LAMPUNG, KABATERKINI.Com – Hingga sepekan pasca-lebaran, jumlah kendaraan menuju Jakarta mencapai 1,5 juta. Namun demikian, Kementerian Perhubungan memprediksi arus balik baru sekitar 50% hingga Sabtu (05/04/25).
Dari Sumatera juga dilaporkan puncak arus balik kepadatan kendaraan di pintu gerbang pelabuhan penyeberangan Bakauheni Lampung. Antrean panjang kendaraan yang ingin menyeberang ke Pelabuhan Merak terlihat mencapai 3,5 kilometer.

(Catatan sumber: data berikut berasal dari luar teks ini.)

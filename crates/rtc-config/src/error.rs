//! Error types for configuration operations.

use thiserror::Error;

use crate::store::ValuesError;

/// Primary error type for configuration operations.
#[derive(Debug, Error)]
pub enum ConfigError {
    /// A referenced entity does not exist.
    #[error("entity not found")]
    NotFound {
        /// Entity kind (`project`, `config`, ...).
        entity: &'static str,
        /// Name of the missing entity.
        name: String,
    },
    /// A unique entity already exists.
    #[error("entity already exists")]
    AlreadyExists {
        /// Entity kind.
        entity: &'static str,
        /// Conflicting name.
        name: String,
    },
    /// Input failed validation.
    #[error("validation failed")]
    NotValid {
        /// Field or key that failed.
        field: String,
        /// Machine-readable reason.
        reason: &'static str,
        /// Offending value when available.
        value: Option<String>,
    },
    /// The metadata store failed.
    #[error("metadata store operation failed")]
    Metadata {
        /// Operation identifier.
        operation: &'static str,
        /// Source data-layer error.
        source: rtc_data::DataError,
    },
    /// The values store failed.
    #[error("values store operation failed")]
    Values {
        /// Operation identifier.
        operation: &'static str,
        /// Source values-store error.
        source: ValuesError,
    },
    /// A JSON payload could not be encoded or decoded.
    #[error("payload encoding failed")]
    Encode {
        /// Operation identifier.
        operation: &'static str,
        /// Source serialization error.
        source: serde_json::Error,
    },
    /// The task settling a transaction did not complete.
    #[error("transaction settlement was interrupted")]
    Interrupted {
        /// Operation identifier.
        operation: &'static str,
        /// Source join error.
        source: tokio::task::JoinError,
    },
}

/// Coarse classification used by callers that only branch on the domain
/// taxonomy.
#[derive(Debug, Clone, Copy, PartialEq, Eq)]
pub enum ConfigErrorKind {
    /// See [`ConfigError::NotFound`].
    NotFound,
    /// See [`ConfigError::AlreadyExists`].
    AlreadyExists,
    /// See [`ConfigError::NotValid`].
    NotValid,
    /// Any infrastructure failure.
    Internal,
}

impl ConfigError {
    /// Classify the error.
    #[must_use]
    pub const fn kind(&self) -> ConfigErrorKind {
        match self {
            Self::NotFound { .. } => ConfigErrorKind::NotFound,
            Self::AlreadyExists { .. } => ConfigErrorKind::AlreadyExists,
            Self::NotValid { .. } => ConfigErrorKind::NotValid,
            Self::Metadata { .. }
            | Self::Values { .. }
            | Self::Encode { .. }
            | Self::Interrupted { .. } => ConfigErrorKind::Internal,
        }
    }

    pub(crate) fn not_found(entity: &'static str, name: &str) -> Self {
        Self::NotFound {
            entity,
            name: name.to_string(),
        }
    }

    pub(crate) fn not_valid(field: &str, reason: &'static str, value: Option<String>) -> Self {
        Self::NotValid {
            field: field.to_string(),
            reason,
            value,
        }
    }

    pub(crate) fn metadata(operation: &'static str) -> impl FnOnce(rtc_data::DataError) -> Self {
        move |source| Self::Metadata { operation, source }
    }

    pub(crate) fn values(operation: &'static str) -> impl FnOnce(ValuesError) -> Self {
        move |source| Self::Values { operation, source }
    }

    pub(crate) fn encode(operation: &'static str) -> impl FnOnce(serde_json::Error) -> Self {
        move |source| Self::Encode { operation, source }
    }
}

/// Convenience alias for configuration results.
pub type ConfigResult<T> = Result<T, ConfigError>;
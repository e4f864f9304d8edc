use std::sync::Arc;

use rtc_config::{
    ConfigFacade, ConfigService, MemoryValuesStore, MetadataStore, PgMetadataStore,
    ProjectFilter, ValuesStore,
};
use rtc_telemetry::{AppSpanGuard, LoggingConfig};
use tracing::{error, info, warn};

use crate::error::{AppError, AppResult};
use crate::settings::{AppSettings, ValuesBackend, ValuesStorageSettings};

/// Dependencies required to run the server.
pub struct BootstrapDependencies {
    config: ConfigService,
}

impl BootstrapDependencies {
    /// Connect both stores described by `settings` and build the engine.
    ///
    /// # Errors
    ///
    /// Returns an error when the DSN is missing or either store cannot be
    /// reached.
    pub async fn from_settings(settings: &AppSettings) -> AppResult<Self> {
        let dsn = settings.database_url()?;
        let metadata = PgMetadataStore::connect(
            dsn,
            settings.storage.max_connections,
            settings.storage.acquire_timeout(),
        )
        .await
        .map_err(|err| AppError::config("metadata_store.connect", err))?;
        let values = connect_values(&settings.values_storage).await?;
        Ok(Self::from_stores(Arc::new(metadata), values))
    }

    /// Build the engine over already-connected stores.
    #[must_use]
    pub fn from_stores(metadata: Arc<dyn MetadataStore>, values: Arc<dyn ValuesStore>) -> Self {
        Self {
            config: ConfigService::new(metadata, values),
        }
    }

    /// Engine handle.
    #[must_use]
    pub const fn config(&self) -> &ConfigService {
        &self.config
    }
}

async fn connect_values(settings: &ValuesStorageSettings) -> AppResult<Arc<dyn ValuesStore>> {
    match settings.backend {
        ValuesBackend::Memory => {
            warn!(
                prefix = %settings.prefix,
                "values are kept in process memory and lost on restart"
            );
            Ok(Arc::new(MemoryValuesStore::new(&settings.prefix)))
        }
        ValuesBackend::Etcd => connect_etcd(settings).await,
    }
}

#[cfg(feature = "etcd")]
async fn connect_etcd(settings: &ValuesStorageSettings) -> AppResult<Arc<dyn ValuesStore>> {
    use rtc_config::{EtcdValuesConfig, EtcdValuesStore};

    let mut config = EtcdValuesConfig {
        prefix: settings.prefix.clone(),
        dial_timeout: settings.dial_timeout(),
        ..EtcdValuesConfig::default()
    };
    if !settings.endpoints.is_empty() {
        config.endpoints.clone_from(&settings.endpoints);
    }
    let store = EtcdValuesStore::connect(&config)
        .await
        .map_err(|err| AppError::values("values_store.connect", err))?;
    info!(endpoints = ?config.endpoints, prefix = %settings.prefix, "values store connected");
    Ok(Arc::new(store))
}

#[cfg(not(feature = "etcd"))]
#[allow(clippy::unused_async)]
async fn connect_etcd(_settings: &ValuesStorageSettings) -> AppResult<Arc<dyn ValuesStore>> {
    Err(AppError::InvalidConfig {
        field: "values_storage.backend",
        reason: "etcd support is not compiled in",
        value: Some("etcd".to_string()),
    })
}

/// Entry point for the server boot sequence.
///
/// # Errors
///
/// Returns an error if settings, logging or store connections fail.
pub async fn run_app() -> AppResult<()> {
    let settings = AppSettings::load()?;
    let logging = LoggingConfig {
        level: &settings.logging.level,
        format: settings.log_format(),
        build_sha: option_env!("RTC_BUILD_SHA").unwrap_or("dev"),
    };
    rtc_telemetry::init_logging(&logging)
        .map_err(|err| AppError::telemetry("telemetry.init", err))?;
    let _context = AppSpanGuard::new("rtc");

    info!("RTC bootstrap starting");
    let dependencies = match BootstrapDependencies::from_settings(&settings).await {
        Ok(dependencies) => dependencies,
        Err(err) => {
            error!(error = %err, "bootstrap failed");
            return Err(err);
        }
    };
    run_app_with(dependencies).await
}

/// Serve until a shutdown signal arrives.
///
/// # Errors
///
/// Returns an error when the startup project listing or the signal listener
/// fails.
pub async fn run_app_with(dependencies: BootstrapDependencies) -> AppResult<()> {
    let page = dependencies
        .config()
        .list_projects(&ProjectFilter::default())
        .await
        .map_err(|err| AppError::config("config_service.list_projects", err))?;
    info!(projects = page.total, "configuration engine ready");

    tokio::signal::ctrl_c()
        .await
        .map_err(|source| AppError::Io {
            operation: "signal.ctrl_c",
            path: None,
            source,
        })?;
    info!("shutdown signal received");
    Ok(())
}

#[cfg(test)]
mod tests {
    use super::*;
    use rtc_config::MemoryMetadataStore;

    #[tokio::test]
    async fn missing_dsn_fails_before_connecting() {
        let settings = AppSettings::default();
        let err = BootstrapDependencies::from_settings(&settings)
            .await
            .err()
            .map(|err| err.to_string());
        assert_eq!(err.as_deref(), Some("missing environment configuration"));
    }

    #[tokio::test]
    async fn stores_are_wired_into_the_engine() -> anyhow::Result<()> {
        let dependencies = BootstrapDependencies::from_stores(
            Arc::new(MemoryMetadataStore::new()),
            Arc::new(MemoryValuesStore::new("rtc")),
        );
        dependencies
            .config()
            .create_project("admin", "billing", "")
            .await?;
        let page = dependencies
            .config()
            .list_projects(&ProjectFilter::default())
            .await?;
        assert_eq!(page.total, 1);
        Ok(())
    }

    #[tokio::test]
    async fn memory_values_backend_is_opt_in() -> anyhow::Result<()> {
        let settings = ValuesStorageSettings {
            backend: ValuesBackend::Memory,
            ..ValuesStorageSettings::default()
        };
        let store = connect_values(&settings).await?;
        assert!(store.entries_by_path("").await?.is_empty());
        Ok(())
    }

    #[cfg(not(feature = "etcd"))]
    #[tokio::test]
    async fn etcd_backend_without_etcd_support_is_rejected() {
        let err = connect_values(&ValuesStorageSettings::default()).await.err();
        assert!(matches!(
            err,
            Some(AppError::InvalidConfig {
                field: "values_storage.backend",
                ..
            })
        ));
    }
}
use std::collections::BTreeMap;
use std::sync::Arc;
use std::time::Duration;

use rtc_client::Value;
use rtc_config::{
    AuditAction, AuditFilter, ConfigErrorKind, ConfigFacade, ConfigMetadata, ConfigService,
    ConfigView, MemoryValuesStore, NewConfig, PgMetadataStore, ProjectFilter, Scope, ValueType,
};
use rtc_test_support::postgres::start_postgres;

fn timeout_config(writable: bool) -> NewConfig {
    NewConfig {
        key: "timeout".to_string(),
        value_type: ValueType::Int,
        metadata: ConfigMetadata {
            group: "network".to_string(),
            usage: "request timeout in seconds".to_string(),
            writable,
            view: ConfigView {
                enum_values: vec!["30".to_string(), "45".to_string()],
            },
        },
        value: Value::from("30"),
    }
}

#[tokio::test]
async fn postgres_engine_round_trips_values_and_audits() -> anyhow::Result<()> {
    let postgres = match start_postgres() {
        Ok(db) => db,
        Err(err) => {
            eprintln!("skipping postgres_engine_round_trips_values_and_audits: {err}");
            return Ok(());
        }
    };
    let metadata =
        PgMetadataStore::connect(postgres.connection_string(), 4, Duration::from_secs(10)).await?;
    let values = Arc::new(MemoryValuesStore::new("rtc"));
    let service = ConfigService::new(Arc::new(metadata), values);
    let scope = Scope::new("billing", "prod", "v1");

    service
        .create_project("admin", "billing", "billing service")
        .await?;
    let duplicate = service
        .create_project("admin", "billing", "again")
        .await
        .unwrap_err();
    assert_eq!(duplicate.kind(), ConfigErrorKind::AlreadyExists);

    service
        .upsert_configs("admin", &scope, vec![timeout_config(true)])
        .await?;
    service
        .set_config_values(
            "alice",
            &scope,
            BTreeMap::from([("timeout".to_string(), Value::from("45"))]),
        )
        .await?;

    let listed = service.list_configs(&scope).await?;
    assert_eq!(listed.len(), 1);
    assert_eq!(listed[0].value.int(), 45);
    assert_eq!(listed[0].config.metadata, timeout_config(true).metadata);
    assert!(listed[0].config.updated_at.is_some());

    let rejected = service
        .set_config_values(
            "alice",
            &scope,
            BTreeMap::from([("timeout".to_string(), Value::from("soon"))]),
        )
        .await
        .unwrap_err();
    assert_eq!(rejected.kind(), ConfigErrorKind::NotValid);

    let updates = service
        .search_audits(&AuditFilter {
            action: Some(AuditAction::ConfigUpdated),
            ..AuditFilter::default()
        })
        .await?;
    assert_eq!(updates.len(), 1);
    assert_eq!(updates[0].payload["items"][0]["old_value"], "30");
    assert_eq!(updates[0].payload["items"][0]["new_value"], "45");

    let page = service.list_projects(&ProjectFilter::default()).await?;
    assert_eq!(page.total, 1);
    assert_eq!(service.list_environments("billing").await?.len(), 1);

    service.delete_release("admin", &scope).await?;
    assert!(service.list_configs(&scope).await?.is_empty());
    service.delete_project("admin", "billing").await?;
    assert_eq!(
        service.list_projects(&ProjectFilter::default()).await?.total,
        0
    );
    Ok(())
}

#[tokio::test]
async fn postgres_upsert_rolls_back_on_failure() -> anyhow::Result<()> {
    let postgres = match start_postgres() {
        Ok(db) => db,
        Err(err) => {
            eprintln!("skipping postgres_upsert_rolls_back_on_failure: {err}");
            return Ok(());
        }
    };
    let metadata =
        PgMetadataStore::connect(postgres.connection_string(), 4, Duration::from_secs(10)).await?;
    let values = Arc::new(MemoryValuesStore::new("rtc"));
    let service = ConfigService::new(Arc::new(metadata), values.clone());
    let scope = Scope::new("absent", "prod", "v1");

    let err = service
        .upsert_configs("admin", &scope, vec![timeout_config(true)])
        .await
        .unwrap_err();
    assert_eq!(err.kind(), ConfigErrorKind::NotFound);
    assert!(values.backend().is_empty().await);
    assert!(service.list_releases("absent", "prod").await.is_err());
    Ok(())
}
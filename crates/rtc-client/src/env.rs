//! Environment variable backend.

use std::fmt;
use std::sync::Arc;

use async_trait::async_trait;
use tokio_util::sync::CancellationToken;

use crate::error::{SourceError, SourceResult};
use crate::source::{ValueChangeCallback, ValueSource};
use crate::value::Value;

/// Function used to read a variable; defaults to the process environment.
pub type EnvLookup = Arc<dyn Fn(&str) -> Option<String> + Send + Sync>;

/// Resolves `key` from the variable `{SERVICE}_{KEY}`, upper-cased.
///
/// Missing variables resolve to an empty value. Watching is unsupported.
#[derive(Clone)]
pub struct EnvSource {
    prefix: String,
    lookup: EnvLookup,
}

impl EnvSource {
    /// Read from the process environment for `service_name`.
    #[must_use]
    pub fn new(service_name: &str) -> Self {
        Self::with_lookup(service_name, Arc::new(|name| std::env::var(name).ok()))
    }

    /// Read through a custom lookup function.
    #[must_use]
    pub fn with_lookup(service_name: &str, lookup: EnvLookup) -> Self {
        Self {
            prefix: format!("{}_", service_name.to_uppercase()),
            lookup,
        }
    }

    /// Variable name consulted for `key`.
    #[must_use]
    pub fn variable_name(&self, key: &str) -> String {
        format!("{}{}", self.prefix, key.to_uppercase())
    }
}

impl fmt::Debug for EnvSource {
    fn fmt(&self, f: &mut fmt::Formatter<'_>) -> fmt::Result {
        f.debug_struct("EnvSource")
            .field("prefix", &self.prefix)
            .finish_non_exhaustive()
    }
}

#[async_trait]
impl ValueSource for EnvSource {
    async fn value(&self, key: &str) -> SourceResult<Value> {
        let name = self.variable_name(key);
        Ok((self.lookup)(&name).map(Value::from).unwrap_or_default())
    }

    async fn watch_value(
        &self,
        _key: &str,
        _callback: ValueChangeCallback,
        _cancel: CancellationToken,
    ) -> SourceResult<()> {
        Err(SourceError::NotImplemented {
            operation: "env.watch_value",
        })
    }

    async fn close(&self) -> SourceResult<()> {
        Ok(())
    }
}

“50% diprediksi saat puncak arus balik pada Minggu hingga Senin,” kata Menteri Perhubungan Dudy Purwagandhi saat meninjau pintu Tol Banyumanik, Jateng, bersama Kakorlantas Irjen Agus Suryonugroho dan Dirut Jasa Raharja Rivan Purwantono, Sabtu (5/4).
Dudy menuturkan, Korlantas telah menerapkan rekayasa lalu lintas berupa one way lokal di ruas Tol Trans Jawa. Ini digunakan untuk mengurai kepadatan lalu lintas yang mengarah ke Jakarta.
“Harapannya bahwa dengan diterapkannya one way nasional ini bisa kita bisa mengurai kepadatan arus lalu lintas,” ujarnya.
Senada Irjen Agus Suryonugroho menyebut jumlah kendaraan sudah kembali ke Jakarta hampir mencapai 50 persen.
“Sudah hampir 50% lebih ke arah Jakarta sudah terdistribusi dengan baik,” kata Agus.
Agus memprediksi puncak arus balik akan terjadi hari ini, Minggu (6/4). Sejak Sabtu (5/4) sore, pihaknya memantau volume kendaraan kian meningkat yang mengarah ke Jakarta.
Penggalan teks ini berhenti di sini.